Эти подарки состояли из разных вещей соответственно летам; в детстве мы получали игрушки, в юношестве — книги, платья, серебро; позже — брильянты и т. п. У меня еще до сих пор хранится с одной из царских елок: письменный стол со стулом к нему, на коем и сижу в эту минуту; сочинения Пушкина и Жуковского, серебро и разные другие вещи. Елку со всеми подарками мне потом привозили домой, и я долго потешалась и угощалась с нее.
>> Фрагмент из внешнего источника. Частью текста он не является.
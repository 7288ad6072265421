//! Missing references fail whole operations

use crate::common::*;
use serde_json::json;

#[tokio::test]
async fn get_many_with_one_missing_id_fails() {
    let store = quiet_store();
    put(&store, "items", "1", json!({"n": 1})).await;

    let err = store
        .get_items_in_collection("items", ["1", "2"])
        .await
        .unwrap_err();
    assert_eq!(err, Error::field_inexistent("items", "2"));
}

#[tokio::test]
async fn missing_foreign_record_fails_read() {
    let store = quiet_store();
    put(&store, "guests", "g1", json!({})).await;
    put_related(
        &store,
        "peers",
        "p1",
        json!({"user": {"g1": null}}),
        fks([("user", ForeignKey::one_to_many("guests"))]),
    )
    .await;
    store.remove_item_in_collection("guests", "g1").await.unwrap();

    let err = store.get_item_in_collection("peers", "p1").await.unwrap_err();
    assert_eq!(err, Error::field_inexistent("guests", "g1"));
    assert!(!store.is_item_in_collection("peers", "p1").await);
}

#[tokio::test]
async fn missing_second_level_record_fails_read() {
    let store = quiet_store();
    seed_social_graph(&store, 2, 2).await;
    store.remove_item_in_collection("avatars", "a1").await.unwrap();

    let err = store
        .get_items_in_collection("peers", ["p0", "p1"])
        .await
        .unwrap_err();
    assert_eq!(err, Error::field_inexistent("avatars", "a1"));

    let err = store.get_all_items_in_collection("peers").await.unwrap_err();
    assert_eq!(err.code(), "CollectionFieldInexistent");
}

#[tokio::test]
async fn add_with_dangling_reference_reports_missing_target() {
    let store = quiet_store();
    let err = store
        .add_item_to_collection(
            "boxes",
            json!({"owner": "ghost"}),
            AddOptions::new()
                .id("b1")
                .foreign_key("owner", ForeignKey::one_to_one("users")),
        )
        .await
        .unwrap_err();
    assert_eq!(err, Error::field_inexistent("users", "ghost"));
}

#[tokio::test]
async fn store_failure_during_resolution_is_generic() {
    let store = quiet_store();
    seed_social_graph(&store, 1, 1).await;
    store.storage().fail_next_round_trips(1);

    let err = store.get_item_in_collection("peers", "p0").await.unwrap_err();
    assert_eq!(err.code(), "GenericRedisFailure");
}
Нас всегда собирали сперва во внутренние покои ее величества; там мы около закрытых дверей концертного зала или ротонды в Зимнем дворце, в которых обыкновенно происходила елка, боролись и толкались, все дети между собою, царские включительно, кто первый попадет в заветный зал. Императрица уходила вперед, чтобы осмотреть еще раз все столы, а у нас так и билось сердце радостью и любопытством ожидания. Вдруг слышался звонок, двери растворялись, и мы вбегали с шумом и гамом в освещенный тысячью свечами зал. Императрица сама каждого подводила к назначенному столу и давала подарки. Можно себе представить, сколько радости, удовольствия и благодарности изливалось в эту минуту. Так все было мило, просто, сердечно, несмотря на то что было в присутствии государя и императрицы; но они умели, как никто, своей добротой и лаской удалять всякую натянутость этикета. Более полвека теперь прошло, много воды утекло, а как представится это счастливое прошлое, невольно слезы навертываются на глаза.
1837 год я уже совсем ясно начинаю припоминать, мне тогда было 5 лет, и именно в это время приближение елки сильно врезалось в мою память.
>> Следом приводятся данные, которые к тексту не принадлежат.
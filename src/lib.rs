//! relkv - relational collections over a hash store
//!
//! relkv treats a key-value store that exposes hashes, lists and atomic
//! batches as typed collections of records with identity, secondary indexes,
//! one-to-one / one-to-many foreign keys, queues and per-resource locking.
//!
//! # Quick Start
//!
//! ```ignore
//! use relkv::{AddOptions, ForeignKey, RelationalStore};
//! use serde_json::json;
//!
//! let store = RelationalStore::ephemeral();
//!
//! store.add_item_to_collection(
//!     "guests",
//!     json!({"name": "Travolta"}),
//!     AddOptions::new().id("g5"),
//! ).await?;
//! store.add_item_to_collection(
//!     "peers",
//!     json!({"user": {"g5": null}}),
//!     AddOptions::new().id("p3").foreign_key("user", ForeignKey::one_to_many("guests")),
//! ).await?;
//!
//! // {"id": "p3", "user": {"g5": {"id": "g5", "name": "Travolta"}}}
//! let peer = store.get_item_in_collection("peers", "p3").await?;
//! ```
//!
//! # Architecture
//!
//! [`RelationalStore`] talks to the backing store only through the
//! [`Storage`] trait and to the lock service only through [`LockManager`].
//! [`MemoryStore`] and [`NamedLocks`] are the in-process implementations.

pub use relkv_concurrency::{LockGuard, LockManager, NamedLocks};
pub use relkv_core::*;
pub use relkv_engine::*;
pub use relkv_storage::{MemoryStore, StoreStats};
Нужно сказать, что примерно за неделю до Рождества и «большой елки», как мы ее называли в детстве, у великих княжен Марии, Ольги и Александры Николаевн, в какой-нибудь выбранный день, делалась так называемая нами «маленькая елка»: тут юные великие княжны и малолетние великие князья дарили друг другу разные безделушки. В этот же описываемый теперь мною 1837 год «le petit nouire» случился 17 декабря. Присутствовали: сестра София, брат Сережа, еще подруга детства Александры Николаевны — графиня Анна Михайловна Виельгорская[60] и я.
По окончании нашего детского празднества, нас, детей, т. е. Николая и Михаила Николаевичей[61] и меня, повели пить чай в детскую великих князей. За столом сидела и разливала нам чай старшая няня, англичанка, которую звали Мими[62]. Она была в большом почете у императорской фамилии, вынянчив всех царских детей, начиная с великого князя Александра Николаевича.
Вот эта старушка, Мими, как вчера помню, говорит за чаем входившему лакею: «что это так гарью пахнет? верно, у тебя что-нибудь на сапогах»; лакей осматривается и отвечает: «никак нет-с, не могу знать».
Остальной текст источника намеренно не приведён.